Porte d’une maison lesghienne (voy. p. 311, col. 2, ligne 41). — Dessin de Moynet.

On ne peut lire de tels récits sans se représenter le Tchetchen comme un brigand, comme un barbare dépouillé de tout sentiment humain, dont l’extermination ne doit inspirer aucun scrupule, aucun regret. On se tromperait cependant, si l’on portait un tel jugement sur les peuples du Caucase. Après avoir montré la haine et la cruauté dans ces cœurs sauvages, il est juste d’y constater aussi certaines qualités chevaleresques, héroïques même, pleines de grandeur et de poésie. L’amour de la patrie, de leurs steppes et de leurs montagnes est profondément enraciné dans ces âmes que la civilisation n’a pas encore amollies. On raconte l’histoire d’un jeune montagnard qui avait été enlevé dans son enfance par les Russes et qui servait dans l’armée du tsar[1]. Son intelligence et sa fidélité lui avaient valu les épaulettes d’officier. Il est un jour chargé d’une mission dans le Caucase. Il part, il revoit le Térek[2], le fleuve aimé des Tchetchens, et l’amour de son pays, qui n’était qu’endormi dans son cœur, se réveille tout à coup. Il n’a pas la force de quitter les steppes où ses pères ont vécu et où il respire l’air vivifiant de la liberté. Tous les charmes de la civilisation, l’honneur militaire lui-même n’y peuvent rien. Il écrit au tsar que la voix du fleuve l’a appelé et que ses pieds sont liés au sol natal.

Les Tchetchens ne sont pas étrangers au sentiment de l’amitié.
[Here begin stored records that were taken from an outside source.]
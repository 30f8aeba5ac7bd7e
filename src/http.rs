//! HTTP client utilities shared by the chat and model-listing requests.

use reqwest::header::{HeaderMap, HeaderName, HeaderValue};
use reqwest::{Client, RequestBuilder, Response, StatusCode};
use serde::Deserialize;

use crate::client::ClientError;
use crate::options::TransportOptions;

/// Build the HTTP client from transport options.
///
/// Extra headers become default headers of the client, so every request
/// carries them.
pub fn build_http_client(transport_options: &TransportOptions) -> Result<Client, ClientError> {
    let mut builder = Client::builder();

    match transport_options {
        TransportOptions::Http {
            timeout,
            proxy,
            headers,
        } => {
            if let Some(t) = timeout {
                builder = builder.timeout(*t);
            }
            if let Some(proxy_url) = proxy {
                match reqwest::Proxy::all(proxy_url) {
                    Ok(p) => builder = builder.proxy(p),
                    Err(e) => tracing::warn!("Ignoring invalid proxy {}: {}", proxy_url, e),
                }
            }
            if let Some(h) = headers {
                builder = builder.default_headers(header_map(h)?);
            }
        }
    }

    Ok(builder.build()?)
}

fn header_map<'a>(
    headers: impl IntoIterator<Item = (&'a String, &'a String)>,
) -> Result<HeaderMap, ClientError> {
    let mut map = HeaderMap::new();
    for (key, value) in headers {
        let name = HeaderName::from_bytes(key.as_bytes())
            .map_err(|e| ClientError::Config(format!("invalid header name {key:?}: {e}")))?;
        let value = HeaderValue::from_str(value)
            .map_err(|e| ClientError::Config(format!("invalid value for header {key}: {e}")))?;
        map.insert(name, value);
    }
    Ok(map)
}

/// Extension trait for RequestBuilder that logs request body.
pub trait RequestBuilderExt {
    /// Set JSON request body and log it. Returns the RequestBuilder for chaining.
    fn json_logged<T: serde::Serialize + ?Sized>(self, json: &T) -> Self;
}

impl RequestBuilderExt for RequestBuilder {
    fn json_logged<T: serde::Serialize + ?Sized>(self, json: &T) -> Self {
        if let Ok(req_body) = serde_json::to_string_pretty(json) {
            tracing::debug!("API request body ({} bytes):\n{}", req_body.len(), req_body);
        }

        self.json(json)
    }
}

/// Extension trait for Response that logs response bodies and maps API errors.
#[async_trait::async_trait]
pub trait ResponseExt: Sized {
    /// Get response text and log it. Consumes the response.
    async fn text_logged(self) -> Result<String, reqwest::Error>;

    /// Parse response as JSON and log it. Consumes the response.
    async fn json_logged<T: serde::de::DeserializeOwned>(self) -> Result<T, ClientError>;

    /// Pass successful responses through, turn anything else into [`ClientError::Api`].
    async fn ok_or_api_error(self) -> Result<Self, ClientError>;
}

#[async_trait::async_trait]
impl ResponseExt for Response {
    async fn text_logged(self) -> Result<String, reqwest::Error> {
        let text = self.text().await?;
        tracing::debug!("API response ({} bytes):\n{}", text.len(), text);
        Ok(text)
    }

    async fn json_logged<T: serde::de::DeserializeOwned>(self) -> Result<T, ClientError> {
        let bytes = self.bytes().await?;

        if let Ok(text) = std::str::from_utf8(&bytes) {
            tracing::debug!("API response ({} bytes):\n{}", text.len(), text);
        }

        serde_json::from_slice(&bytes).map_err(ClientError::from)
    }

    async fn ok_or_api_error(self) -> Result<Self, ClientError> {
        let status = self.status();
        if status.is_success() {
            return Ok(self);
        }

        let body = self.text_logged().await.unwrap_or_default();
        Err(api_error(status, &body))
    }
}

#[derive(Debug, Deserialize)]
struct ErrorEnvelope {
    error: ErrorBody,
}

#[derive(Debug, Deserialize)]
struct ErrorBody {
    message: String,
    #[serde(rename = "type")]
    error_type: Option<String>,
}

/// Build an error from a non-success status and its body.
///
/// Bodies in the OpenAI error envelope (`{"error": {"message", "type"}}`) are
/// unwrapped; anything else is kept verbatim.
pub fn api_error(status: StatusCode, body: &str) -> ClientError {
    let message = match serde_json::from_str::<ErrorEnvelope>(body) {
        Ok(ErrorEnvelope {
            error:
                ErrorBody {
                    message,
                    error_type: Some(error_type),
                },
        }) => format!("{error_type}: {message}"),
        Ok(envelope) => envelope.error.message,
        Err(_) => body.to_string(),
    };

    ClientError::Api { status, message }
}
Il arrive même que deux hommes, appartenant à des peuplades ennemies, pris d’une admiration réciproque pour le courage qu’ils ont déployé sous les yeux l’un de l’autre, se jurent fidélité ; L’un d’eux s’en va passer plusieurs jours sous le toit de son kounak (ami), et l’on assure qu’il n’y a jamais eu d’exemple de trahison. Il arrive même, dit-on, que des officiers russes ont fait

  1. Voir, dans la Revue des Deux Mondes (1853), un bel article de M. Saint-René-Taillandier sur la Guerre du Caucase.
  2. Nous avons dit que le Terek prend sa source au pied du Kasbek, arrose le pays des Tchetchens, et se jette par plusieurs bras dans la mer Caspienne.